“La clave del fracaso”
I
Estaba solo, completamente solo en la habitación de aquella fría pensión. Miraba hacia el techo de la habitación e imaginaba en sus grietas escenas fantásticas que jamás ocurrieron. Me puse detenidamente a observarlas y descubrí a un caballero andante asestando un severo golpe de lanza sobre la barriga de un fiero dragón. Imaginé una doncella esperando ser rescatada en una cueva vil y nauseabunda. En un rincón de la habitación permanecía el castillo entre las sombras. Las luces del bulevar, a través de los visillos, eran las estrellas fulgurantes. Parecía mágico transportarse por unos momentos a una Europa medieval. Pero, ¿qué era yo por entonces?: un desgraciado. ¿Qué sería yo en esa época?, ¿un siervo de la gleba, tal vez? No, yo sería un caballero feudal. Serviría a mi señor y cabalgaría en un corcel plateado. Tendría una dama, la señora de mis pensamientos y lucharía en pos de una idea: salvaguardar la fe del imperio. Pero heme aquí que no guardaba en mí más que la desesperanza, el desasosiego, el malestar. Mi señor me había despedido hacía una semana, sin derecho a paro; la señora de mis pensamientos se había marchado con un conductor de camiones, y en cuanto a mi fe, hacía tiempo que la había ahogado en un vaso de whisky.

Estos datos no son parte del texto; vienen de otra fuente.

/// Assemble and sign one attempt's transaction.
///
/// The transaction consumes `account.sequence + 1` and is fee-sourced from
/// the sponsor when one participates, otherwise from the sender. Operations
/// are always sourced from the sender. The sender signs first; the sponsor
/// signs second iff present, since it authorizes spending from its own
/// sequence and balance.
pub fn assemble(
    account: &AccountState,
    sender: &Keypair,
    sponsor: Option<&Keypair>,
    request: &TransferRequest,
    fee_per_operation: u64,
    time_window: TimeWindow,
) -> Result<SignedTransaction> {
    request.validate()?;
    let recipient = request.recipient.ok_or(Error::MissingRecipient)?;

    if let Some(sponsor) = sponsor {
        if sponsor.address() == sender.address() {
            return Err(Error::InvalidConfiguration(
                "sponsor cannot be the same as sender".to_string(),
            ));
        }
    }

    let mut operations = Vec::with_capacity(request.total_operations() as usize);
    for _ in 0..request.records_per_attempt {
        operations.push(SourcedOperation {
            source: sender.address(),
            operation: Operation::ClaimBalance {
                balance_id: request.balance_id.clone(),
            },
        });
        operations.push(SourcedOperation {
            source: sender.address(),
            operation: Operation::Transfer {
                recipient,
                amount: request.amount,
            },
        });
    }
    if request.revoke_sponsorship {
        operations.push(SourcedOperation {
            source: sender.address(),
            operation: Operation::RevokeSponsorship {
                account: sender.address(),
            },
        });
    }

    let source = match sponsor {
        Some(sponsor) => sponsor.address(),
        None => sender.address(),
    };

    let payload = TransactionPayload {
        source,
        sequence: account.sequence + 1,
        fee_per_operation,
        time_window,
        operations,
    };

    let digest = payload.digest()?;
    let mut signatures = vec![sender.sign(&digest)];
    if let Some(sponsor) = sponsor {
        signatures.push(sponsor.sign(&digest));
    }

    debug!(
        sequence = payload.sequence,
        operations = payload.operations.len(),
        fee_per_operation,
        sponsored = sponsor.is_some(),
        "assembled transaction"
    );

    Ok(SignedTransaction {
        payload,
        signatures,
    })
}

#[cfg(test)]
mod tests {
    use super::*;

    fn sender() -> Keypair {
        Keypair::from_seed([1u8; 32])
    }

    fn sponsor() -> Keypair {
        Keypair::from_seed([2u8; 32])
    }

    fn request(records: u32) -> TransferRequest {
        TransferRequest {
            balance_id: "balance-0001".to_string(),
            recipient: Some(Address([9u8; 32])),
            amount: 5_000,
            records_per_attempt: records,
            revoke_sponsorship: false,
        }
    }

    fn account() -> AccountState {
        AccountState {
            sequence: 41,
            balance: 1_000_000,
        }
    }

    fn window() -> TimeWindow {
        TimeWindow::from_unlock(1_700_000_000, 90)
    }

    #[test]
    fn test_operations_come_in_claim_transfer_pairs() {
        for records in 1u32..=4 {
            let tx = assemble(
                &account(),
                &sender(),
                None,
                &request(records),
                100,
                window(),
            )
            .unwrap();

            assert_eq!(tx.payload.operations.len(), 2 * records as usize);
            for pair in tx.payload.operations.chunks(2) {
                assert!(matches!(pair[0].operation, Operation::ClaimBalance { .. }));
                assert!(matches!(pair[1].operation, Operation::Transfer { .. }));
            }
        }
    }

    #[test]
    fn test_revoke_sponsorship_appends_one_operation() {
        let mut request = request(2);
        request.revoke_sponsorship = true;

        let tx = assemble(&account(), &sender(), None, &request, 100, window()).unwrap();
        assert_eq!(tx.payload.operations.len(), 5);
        assert!(matches!(
            tx.payload.operations[4].operation,
            Operation::RevokeSponsorship { .. }
        ));
    }

    #[test]
    fn test_sender_only_transaction() {
        let tx = assemble(&account(), &sender(), None, &request(1), 100, window()).unwrap();

        assert_eq!(tx.payload.source, sender().address());
        assert_eq!(tx.payload.sequence, 42);
        assert_eq!(tx.signatures.len(), 1);
        assert_eq!(tx.signatures[0].signer, sender().address());
        assert!(tx.signatures[0].verify(&tx.payload));
    }

    #[test]
    fn test_sponsored_transaction_is_fee_sourced_and_co_signed() {
        let tx = assemble(
            &account(),
            &sender(),
            Some(&sponsor()),
            &request(1),
            100,
            window(),
        )
        .unwrap();

        assert_eq!(tx.payload.source, sponsor().address());
        assert_eq!(tx.signatures.len(), 2);
        assert_eq!(tx.signatures[0].signer, sender().address());
        assert_eq!(tx.signatures[1].signer, sponsor().address());
        assert!(tx.signatures[0].verify(&tx.payload));
        assert!(tx.signatures[1].verify(&tx.payload));
        // Operations still act for the sender.
        assert!(tx
            .payload
            .operations
            .iter()
            .all(|op| op.source == sender().address()));
    }

    #[test]
    fn test_sponsor_must_differ_from_sender() {
        let result = assemble(
            &account(),
            &sender(),
            Some(&sender()),
            &request(1),
            100,
            window(),
        );
        assert!(matches!(result, Err(Error::InvalidConfiguration(_))));
    }

    #[test]
    fn test_non_positive_amount_rejected() {
        for amount in [0, -5_000] {
            let mut request = request(1);
            request.amount = amount;
            let result = assemble(&account(), &sender(), None, &request, 100, window());
            assert!(matches!(result, Err(Error::InvalidAmount(a)) if a == amount));
        }
    }

    #[test]
    fn test_missing_recipient_rejected() {
        let mut request = request(1);
        request.recipient = None;
        let result = assemble(&account(), &sender(), None, &request, 100, window());
        assert!(matches!(result, Err(Error::MissingRecipient)));
    }

    #[test]
    fn test_unsigned_payload_is_deterministic() {
        let a = assemble(&account(), &sender(), None, &request(2), 100, window()).unwrap();
        let b = assemble(&account(), &sender(), None, &request(2), 100, window()).unwrap();

        assert_eq!(a.payload, b.payload);
        assert_eq!(a.hash().unwrap(), b.hash().unwrap());
    }

    #[test]
    fn test_time_window_is_carried_verbatim() {
        let window = TimeWindow::from_unlock(1_700_000_000, 120);
        let tx = assemble(&account(), &sender(), None, &request(1), 100, window).unwrap();

        assert_eq!(tx.payload.time_window.min_time, 1_700_000_000);
        assert_eq!(tx.payload.time_window.max_time, 1_700_000_120);
    }

    #[test]
    fn test_invalid_secret_hex() {
        assert!(matches!(
            Keypair::from_secret_hex("not hex at all"),
            Err(Error::InvalidSecret(_))
        ));
        assert!(matches!(
            Keypair::from_secret_hex("abcd"),
            Err(Error::InvalidSecret(_))
        ));
    }

    #[test]
    fn test_keypair_round_trip_from_hex() {
        let keypair = Keypair::from_secret_hex(&"11".repeat(32)).unwrap();
        assert_eq!(keypair.address(), Keypair::from_seed([0x11; 32]).address());
    }

    #[test]
    fn test_address_parsing() {
        let address = Address::from_hex(&"ab".repeat(32)).unwrap();
        assert_eq!(address.to_string(), "ab".repeat(32));

        assert!(Address::from_hex("zz").is_err());
        assert!(Address::from_hex("abcd").is_err());
    }
}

¿Quién era yo entonces? Un acabado. Me quedaba poco dinero ya, el justo para pagar la habitación ese mes y malvivir durante unas semanas.
¿Qué me quedaba por vender? Pocas cosas: las últimas y las más valiosas: el reloj de oro de papá, la única herencia que me dejó y algunos libros de cuando todavía soñaba con ser profesor en la facultad. Bebí con serenidad de aquel vaso macilento y pensé que quizá también el alcohol lo debía racionar. Sentí deseos de vomitar aquella mezcla de alcohol y restos de no se sabe qué, pero me contuve. Era la única ración que tenía para ese día. Me puse a pensar la manera de salir de aquel laberinto. Ni siquiera Ariadna me podría ayudar con su hilo magnífico. Estaba destinado a ser devorado por el cruel Minotauro de la sociedad. La ruina total se acercaba hasta mí a pasos agigantados. Y yo, ¿qué podía hacer sino esperarla con los brazos abiertos? En ese momento deseaba tanto una luz al final del túnel. ¿Por qué no existía para mí un hada madrina como la Cenicienta y, en cambio sí una madrastra como la casera? Qué demonio de mujer. Fiel a su cita mensual, como la muerte que no espera al moribundo, se acercaba con su guadaña y su perro Cancerbero hasta mi puerta para exigir su mensualidad. Era para mí parecida a una lamia, una furia, una gárgola. Su figura, encorvada por los años y la maldad, se movía lentamente, apoyada en su bastón. Se le oía acercarse con pasos lentos y seguros, como el pirata Morgan. Yo me veía atado al palo mayor o maniatado, a punto de caer por la borda y ser presa de los tiburones. Pegaban a la puerta. Seguro que era ella. Me hacía el sordo. Tal vez se marcharía. Insistían. Tenía que abrir. Aquel monstruo era capaz de echar la puerta abajo.
II
Salí un rato a pasear por las calles semidesiertas. Era media tarde. Las hojas del otoño tapizaban las aceras. Como si de un castigo de los dioses se tratara, los barrenderos recogían sin cesar las hojas. Era inevitable. Mañana el suelo se volvería a cubrir de hojas.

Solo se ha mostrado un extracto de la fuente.